How to Select an Urn

1) CONSIDER THE FINAL RESTING PLACE

Families may want to think about the final resting place of a loved one's cremation urn before looking at urn styles. Will you scatter the ashes, bury the urn, or place it at home / in a niche? 

Scatter the Ashes

You may want to look at the choices in scattering urns or scattering tubes, water burial urns, or less expensive urns as the urn itself is only temporary.

Urn Burial

If you plan to have a permanent memorial in a cemetery -- in other words -- bury the urn, then you have a wide selection of cremation urns. Almost any urn can be placed in an urn vault and then buried. You may wish to check out cultured marble urns as they are especially popular for ground burial.

Placement at Home or in a Columbarium Niche

The style of the urn can become more important if you will have the urn 'on display’ at home. The dimensions of the urn are important if the urn will be placed in a columbarium niche.

2) SELECT THE CORRECT SIZE

Consider the capacity and dimensions.

Capacity

The typical size needed is an Adult cremation urn. Adult size generally will hold the ashes of anyone who was 200-220 lbs. or less prior to cremation. Keepsake urns are for small amounts of ashes to be kept in remembrance. Extra large urns are available for very tall or larger framed individuals (over 6 feet tall).

To be more specific, the general guideline in the industry is that 1 lb. of weight prior to cremation equals 1 cubic inch of ashes. Thus, a person who weighed 180 lbs. prior to cremation would need an urn with a capacity of at least 180 cubic inches.

Dimensions

The actual dimensions of the urn -- height, width, diameter -- may be important. If you are using a niche in a church or columbarium, call ahead to find out the niche size before choosing your urn. Some columbariums have very compact niches, so we encourage you to find out the niche size before choosing an urn. Other columbariums have family niches -- like family cemetery plots -- with room for larger urns or multiple urns.

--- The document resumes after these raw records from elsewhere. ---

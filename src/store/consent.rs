//! High-level `ConsentStore` over a storage backend.
//!
//! `read` and `write` never fail observably. A record that cannot be read
//! is the same as no record, and a write that cannot be persisted is
//! dropped so the banner can still be dismissed. `try_read` and `try_write`
//! expose the underlying error for hosts that want to report it.

use super::backend::StorageBackend;
use super::memory::MemoryBackend;
use super::redb::RedbBackend;
use crate::constants::STORAGE_KEY;
use crate::error::{Error, Result};
use crate::record::ConsentRecord;
use std::path::Path;
use std::sync::Arc;
use tracing::{debug, warn};

/// Reads and writes the single persisted consent record.
///
/// `Clone` shares the backend, so every clone sees the same record.
#[derive(Clone)]
pub struct ConsentStore {
    backend: Arc<dyn StorageBackend>,
    key: String,
}

impl ConsentStore {
    /// Creates a store backed by an in-memory map.
    pub fn memory() -> Self {
        Self::custom(MemoryBackend::new())
    }

    /// Creates a store backed by a redb file.
    ///
    /// # Errors
    ///
    /// Returns an error if the database cannot be opened or created.
    pub fn file<P: AsRef<Path>>(path: P) -> anyhow::Result<Self> {
        Ok(Self::custom(RedbBackend::open(path)?))
    }

    /// Creates a store over a custom backend (e.g. browser `localStorage`).
    pub fn custom<B: StorageBackend + 'static>(backend: B) -> Self {
        Self::from_shared(Arc::new(backend))
    }

    /// Creates a store over a backend handle that is also used elsewhere.
    pub fn from_shared(backend: Arc<dyn StorageBackend>) -> Self {
        Self {
            backend,
            key: STORAGE_KEY.to_string(),
        }
    }

    /// Overrides the storage key.
    #[must_use]
    pub fn with_key(mut self, key: impl Into<String>) -> Self {
        self.key = key.into();
        self
    }

    /// The key the record is stored under.
    pub fn key(&self) -> &str {
        &self.key
    }

    /// Reads the stored record, reporting why it could not be read.
    ///
    /// Returns `Ok(None)` if nothing has been stored yet.
    ///
    /// # Errors
    ///
    /// - [`Error::StorageUnavailable`] if the backend read fails
    /// - [`Error::CorruptRecord`] if the stored text is not a valid record
    pub fn try_read(&self) -> Result<Option<ConsentRecord>> {
        let stored = self
            .backend
            .get(&self.key)
            .map_err(|e| Error::storage_unavailable(format!("{e:#}")))?;

        match stored {
            Some(text) if !text.is_empty() => ConsentRecord::from_json(&text).map(Some),
            _ => Ok(None),
        }
    }

    /// Reads the stored record. Any failure reads as "no consent yet".
    pub fn read(&self) -> Option<ConsentRecord> {
        match self.try_read() {
            Ok(record) => record,
            Err(e) => {
                warn!(key = %self.key, error = %e, "ignoring unreadable consent record");
                None
            },
        }
    }

    /// Persists `record`, replacing any previous one.
    ///
    /// # Errors
    ///
    /// - [`Error::CorruptRecord`] if the record cannot be serialized
    /// - [`Error::StorageUnavailable`] if the backend write fails
    pub fn try_write(&self, record: &ConsentRecord) -> Result<()> {
        let text = record.to_json()?;
        self.backend
            .set(&self.key, &text)
            .map_err(|e| Error::storage_unavailable(format!("{e:#}")))?;
        debug!(
            key = %self.key,
            functional = record.functional(),
            analytics = record.analytics(),
            "consent record written"
        );
        Ok(())
    }

    /// Persists `record`. A failed write is logged and dropped.
    pub fn write(&self, record: &ConsentRecord) {
        if let Err(e) = self.try_write(record) {
            warn!(key = %self.key, error = %e, "consent record not persisted");
        }
    }
}
//! Script loader capability.

use super::analytics::{AnalyticsCommand, ScriptTag};
use crate::error::Result;

/// Page-global side effects the analytics tag needs.
///
/// A browser host maps these onto `window.dataLayer`, `window.gtag` and a
/// `<script>` appended to `<head>`. The policy decides whether and when to
/// call them; it never inspects the page to find out what already happened.
pub trait ScriptLoader {
    /// Ensures the command queue and the dispatch function exist.
    ///
    /// Must keep an existing queue and its entries.
    fn install_queue(&self);

    /// Calls the dispatch function with `command`.
    fn dispatch(&self, command: &AnalyticsCommand);

    /// Inserts the script element.
    ///
    /// # Errors
    ///
    /// Returns [`crate::error::Error::ScriptInjection`] if the element could
    /// not be inserted, for example when the document has no `<head>`.
    fn inject(&self, script: &ScriptTag) -> Result<()>;
}
//! Timer capability for the banner's delayed transitions.

use std::time::Duration;

/// Deferred work the presenter asks the host to run later.
#[derive(Debug, Clone, Copy, PartialEq, Eq, Hash)]
pub enum TimerTask {
    /// Reveal the freshly mounted banner.
    Reveal,
    /// Take the dismissed banner out of layout after its exit transition.
    Collapse,
}

/// Host timer (`setTimeout` in a browser).
///
/// When `delay` has elapsed the host hands `task` back through
/// [`crate::manager::ConsentManager::on_timer`]. Tasks are never cancelled;
/// the presenter ignores ones that no longer apply.
pub trait Scheduler {
    fn schedule(&self, task: TimerTask, delay: Duration);
}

For those who need an urn for a compact niche, we often recommend rectangular urns such as our Niche Urn at 8.5 x 8.5 x 4 inches. Direct Cremation Services of Virginia recommends that you find out more specifics on the niche size before making a purchase.

3. NARROW DOWN THE CHOICES BY URN STYLE OR MATERIAL

Urns are made of materials from brass to wood to marble. Most people choose a cremation urn based on a “look” they like -- the traditional look of a brass urn, the warmth of a wood box, or the stately look of genuine marble.

If you are looking for a unique or artistic statement piece, check out our glass or ceramic urns. Choose marble or cultured marble if permanence is most important to you. Cultured marble is ideal for burial as it can be permanently marked with the person's info via engraving, and these urns often can be buried without the added expense of an urn vault. (Be sure to check with your cemetery first though).

Within the last twenty years, the selection of urns has expanded so that you have a wide range of styles from multicolored glass urns to aluminum urns dipped in popular camo patterns.

Traveling on a plane? Choose an urn of material that can be x-rayed (wood, paper, plastic or cultured marble). To maintain the highest level of security, Transportation Security Administration determined that documentation from a funeral home about the contents of a crematory container is no longer sufficient to allow the container through a security checkpoint and onto a plane. Since February of 2004, all crematory containers must pass through an X-ray machine. If a container is made of a material that prevents screeners from clearly seeing what is inside, the container will not be allowed through the checkpoint. Out of respect for the deceased, screeners will not open a container, even if requested by the passenger. TSA recommends that passengers transport remains in temporary or permanent “security friendly” containers constructed of light- weight materials such as plastic or wood.